**TASK GOAL:** Your response should be every line from the entries that includes the string "command".

**Dataset items:**
● ● ● ● ●

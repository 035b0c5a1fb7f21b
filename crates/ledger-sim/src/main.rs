//! Drives the ledger engine: random parties issue transfers, blocks are sealed when
//! the pool fills up or the seal interval passes, and the chain is spot-checked.
use anyhow::{ensure, Context, Result};
use clap::Parser;
use ledger_core::{constants, Chain, CooldownPolicy, LedgerConfig, Party, PartyConfig};
use rand::{rngs::StdRng, seq::SliceRandom, Rng, SeedableRng};
use std::time::{Duration, Instant};
use tracing::{debug, info, warn};
use tracing_subscriber::EnvFilter;

#[derive(Parser, Debug)]
#[command(name = "ledger-sim")]
#[command(about = "Single-node proof-of-work ledger simulation")]
struct Args {
    /// Number of parties
    #[arg(long, default_value_t = 5)]
    parties: usize,

    /// Log at debug level unless RUST_LOG says otherwise
    #[arg(long)]
    debug: bool,

    /// Seed for every random choice, including keys; fresh entropy when omitted
    #[arg(long)]
    seed: Option<u64>,

    /// Leading zero hex digits required of a block hash
    #[arg(long, default_value_t = constants::POW_TARGET_DIFFICULTY)]
    difficulty: usize,

    /// Pool size that triggers sealing
    #[arg(long, default_value_t = constants::MIN_TRANSACTIONS_TO_SEAL)]
    min_transactions: usize,

    #[arg(long, default_value_t = constants::MAX_TRANSACTIONS_PER_BLOCK)]
    max_transactions_per_block: usize,

    /// Stop once the chain holds this many blocks, genesis included
    #[arg(long, default_value_t = constants::MAX_BLOCKS)]
    max_blocks: usize,

    /// Seal even a short pool after this long without a new block
    #[arg(long, default_value_t = constants::SEAL_INTERVAL_SECS)]
    seal_interval_secs: u64,

    /// Time budget for a single proof-of-work search
    #[arg(long, default_value_t = constants::MINING_TIME_BUDGET_SECS)]
    mining_budget_secs: u64,

    /// RSA modulus size
    #[arg(long, default_value_t = constants::RSA_KEY_BITS)]
    key_bits: usize,

    #[arg(long, default_value_t = constants::COOLDOWN_MIN_MS)]
    cooldown_min_ms: u64,

    #[arg(long, default_value_t = constants::COOLDOWN_MAX_MS)]
    cooldown_max_ms: u64,

    /// Bounds of the random pause between ticks
    #[arg(long, default_value_t = 1_000)]
    delay_min_ms: u64,

    #[arg(long, default_value_t = 16_000)]
    delay_max_ms: u64,

    /// Chance per tick of re-validating the whole chain
    #[arg(long, default_value_t = 0.1)]
    validate_probability: f64,
}

impl Args {
    fn ledger_config(&self) -> LedgerConfig {
        LedgerConfig {
            difficulty: self.difficulty,
            min_transactions: self.min_transactions,
            seal_interval: Duration::from_secs(self.seal_interval_secs),
            max_transactions_per_block: self.max_transactions_per_block,
            max_blocks: self.max_blocks,
            mining_time_budget: Duration::from_secs(self.mining_budget_secs),
        }
    }

    fn party_config(&self) -> PartyConfig {
        PartyConfig {
            initial_balance: constants::INITIAL_BALANCE,
            key_bits: self.key_bits,
            cooldown: CooldownPolicy {
                min: Duration::from_millis(self.cooldown_min_ms),
                max: Duration::from_millis(self.cooldown_max_ms),
            },
        }
    }

    fn delay(&self, rng: &mut StdRng) -> Duration {
        if self.delay_max_ms <= self.delay_min_ms {
            return Duration::from_millis(self.delay_min_ms);
        }
        Duration::from_millis(rng.gen_range(self.delay_min_ms..=self.delay_max_ms))
    }
}

/// One step of the simulation. Never awaits, so an interrupt can only land between ticks.
fn tick(chain: &mut Chain, rng: &mut StdRng, names: &[String], args: &Args) -> Result<()> {
    let sender = names.choose(rng).context("no parties")?;
    let others: Vec<&String> = names.iter().filter(|n| *n != sender).collect();
    let receiver = others.choose(rng).context("no receiver available")?;
    let value = rng.gen_range(1..=100);

    if let Some(tx) = chain.party_mut(sender)?.create_transaction(receiver, value) {
        chain.admit_to_pool(tx);
    }

    if chain.should_seal() {
        if let Some(block) = chain.seal_next_block(chain.config().mining_time_budget) {
            let index = block.index();
            if chain.admit_block(block) {
                info!(index, height = chain.len(), "block added to chain");
            }
        }
    }

    if rng.gen_bool(args.validate_probability) {
        let (valid, reason) = chain.validate_chain();
        if !valid {
            warn!(%reason, "chain validation failed");
        }
    }
    Ok(())
}

async fn run(chain: &mut Chain, rng: &mut StdRng, args: &Args) -> Result<()> {
    let names: Vec<String> = chain.parties().iter().map(|p| p.name().to_string()).collect();
    while !chain.is_complete() {
        tick(chain, rng, &names, args)?;
        let delay = args.delay(rng);
        debug!(?delay, "waiting");
        tokio::time::sleep(delay).await;
    }
    Ok(())
}

#[tokio::main]
async fn main() -> Result<()> {
    let args = Args::parse();
    let default_level = if args.debug { "debug" } else { "info" };
    tracing_subscriber::fmt()
        .with_env_filter(
            EnvFilter::try_from_default_env().unwrap_or_else(|_| EnvFilter::new(default_level)),
        )
        .with_writer(std::io::stderr)
        .init();

    ensure!(args.parties >= 2, "at least two parties are required");
    ensure!(
        (0.0..=1.0).contains(&args.validate_probability),
        "validate probability must be between 0 and 1"
    );

    let mut rng = match args.seed {
        Some(seed) => StdRng::seed_from_u64(seed),
        None => StdRng::from_entropy(),
    };
    let party_config = args.party_config();
    let parties = (0..args.parties)
        .map(|i| Party::new(format!("Party_{i}"), &party_config, StdRng::seed_from_u64(rng.gen())))
        .collect::<ledger_core::Result<Vec<_>>>()
        .context("failed to create parties")?;
    let mut chain =
        Chain::initialize(parties, args.ledger_config()).context("failed to initialize chain")?;

    info!(parties = args.parties, "starting simulation");
    let started = Instant::now();
    tokio::select! {
        res = run(&mut chain, &mut rng, &args) => res?,
        _ = tokio::signal::ctrl_c() => info!("interrupted by user"),
    }
    info!(elapsed = ?started.elapsed(), "simulation finished");

    let (_, reason) = chain.validate_chain();
    println!("final validation: {reason}");
    println!("total blocks: {}", chain.total_blocks());
    println!("total transactions: {}", chain.total_transactions());
    println!("{}", chain.export_json()?);
    Ok(())
}
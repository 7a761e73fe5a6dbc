//! Shared test utilities for domain testing
//!
//! This crate provides reusable test infrastructure for the domain crates:
//! - `TestRedis`: Redis Stack container with automatic cleanup (feature: "redis")
//! - `TestDataBuilder`: Deterministic test data generation (always available)
//! - `assertions`: Custom assertion helpers (always available)
//!
//! # Usage
//!
//! ```rust,ignore
//! use test_utils::{TestDataBuilder, TestRedis};
//!
//! #[tokio::test]
//! async fn my_redis_test() {
//!     let redis = TestRedis::new().await;
//!     let builder = TestDataBuilder::from_test_name("my_redis_test");
//!
//!     // Keys and index are unique to this test
//!     let prefix = builder.key_prefix("hotel");
//!     let index = builder.index_name("hotel");
//! }
//! ```

#[cfg(feature = "redis")]
mod redis;

#[cfg(feature = "redis")]
pub use self::redis::TestRedis;

/// Builder for test data with deterministic randomization
///
/// This ensures tests are reproducible by using seeded data.
pub struct TestDataBuilder {
    seed: u64,
}

impl TestDataBuilder {
    /// Create a new builder with a seed (for deterministic tests)
    pub fn new(seed: u64) -> Self {
        Self { seed }
    }

    /// Create from test name (generates seed from test name hash)
    ///
    /// # Example
    ///
    /// ```
    /// use test_utils::TestDataBuilder;
    ///
    /// let builder = TestDataBuilder::from_test_name("test_create_hotel");
    /// ```
    pub fn from_test_name(name: &str) -> Self {
        use std::collections::hash_map::DefaultHasher;
        use std::hash::{Hash, Hasher};

        let mut hasher = DefaultHasher::new();
        name.hash(&mut hasher);
        Self::new(hasher.finish())
    }

    /// Generate a unique name for testing
    ///
    /// ```
    /// use test_utils::TestDataBuilder;
    ///
    /// let builder = TestDataBuilder::new(7);
    /// assert_eq!(builder.name("hotel", "main"), "test-hotel-7-main");
    /// ```
    pub fn name(&self, prefix: &str, suffix: &str) -> String {
        format!("test-{}-{}-{}", prefix, self.seed, suffix)
    }

    /// Syntactically valid, test-unique email address
    pub fn email(&self, local: &str) -> String {
        format!("{}+{}@example.test", local, self.seed)
    }

    /// Phone number derived from the seed
    pub fn phone(&self) -> String {
        format!("+1 555 {:04}", self.seed % 10_000)
    }

    /// Redis key prefix that no other test shares, e.g. `test:hotel:42:`
    pub fn key_prefix(&self, entity: &str) -> String {
        format!("test:{}:{}:", entity, self.seed)
    }

    /// Search index name that no other test shares
    pub fn index_name(&self, entity: &str) -> String {
        format!("idx_test_{}_{}", entity, self.seed)
    }
}

/// Test assertion helpers
pub mod assertions {
    /// Assert that an optional value is Some
    pub fn assert_some<T>(value: Option<T>, context: &str) -> T {
        value.unwrap_or_else(|| panic!("{}: expected Some, got None", context))
    }

    /// Assert that `scores` never decrease (nearest-first ordering)
    pub fn assert_non_decreasing(scores: &[f32], context: &str) {
        for pair in scores.windows(2) {
            assert!(
                pair[0] <= pair[1],
                "{}: scores not ordered nearest-first: {:?}",
                context,
                scores
            );
        }
    }
}

#[cfg(test)]
mod tests {
    use super::*;

    #[test]
    fn test_data_builder_deterministic() {
        let builder1 = TestDataBuilder::new(42);
        let builder2 = TestDataBuilder::new(42);

        assert_eq!(builder1.name("hotel", "test"), builder2.name("hotel", "test"));
        assert_eq!(builder1.email("desk"), builder2.email("desk"));
        assert_eq!(builder1.phone(), builder2.phone());
    }

    #[test]
    fn test_data_builder_different_names() {
        let builder1 = TestDataBuilder::from_test_name("test1");
        let builder2 = TestDataBuilder::from_test_name("test2");

        // Different test names should generate different data
        assert_ne!(builder1.key_prefix("hotel"), builder2.key_prefix("hotel"));
        assert_ne!(builder1.index_name("hotel"), builder2.index_name("hotel"));
    }

    #[test]
    fn test_key_prefix_shape() {
        let builder = TestDataBuilder::new(9);
        assert_eq!(builder.key_prefix("hotel"), "test:hotel:9:");
        assert_eq!(builder.index_name("hotel"), "idx_test_hotel_9");
        assert_eq!(builder.email("desk"), "desk+9@example.test");
    }

    #[test]
    fn test_assert_non_decreasing() {
        assertions::assert_non_decreasing(&[0.0, 0.1, 0.1, 0.5], "ordered");
        assert_eq!(assertions::assert_some(Some(3), "value"), 3);
    }

    #[test]
    #[should_panic(expected = "not ordered")]
    fn test_assert_non_decreasing_panics() {
        assertions::assert_non_decreasing(&[0.3, 0.1], "unordered");
    }
}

● ● ● ● ●

**SOLVED EXERCISE:**
#[command(name = "ledger-sim")]
#[command(about = "Single-node proof-of-work ledger simulation")]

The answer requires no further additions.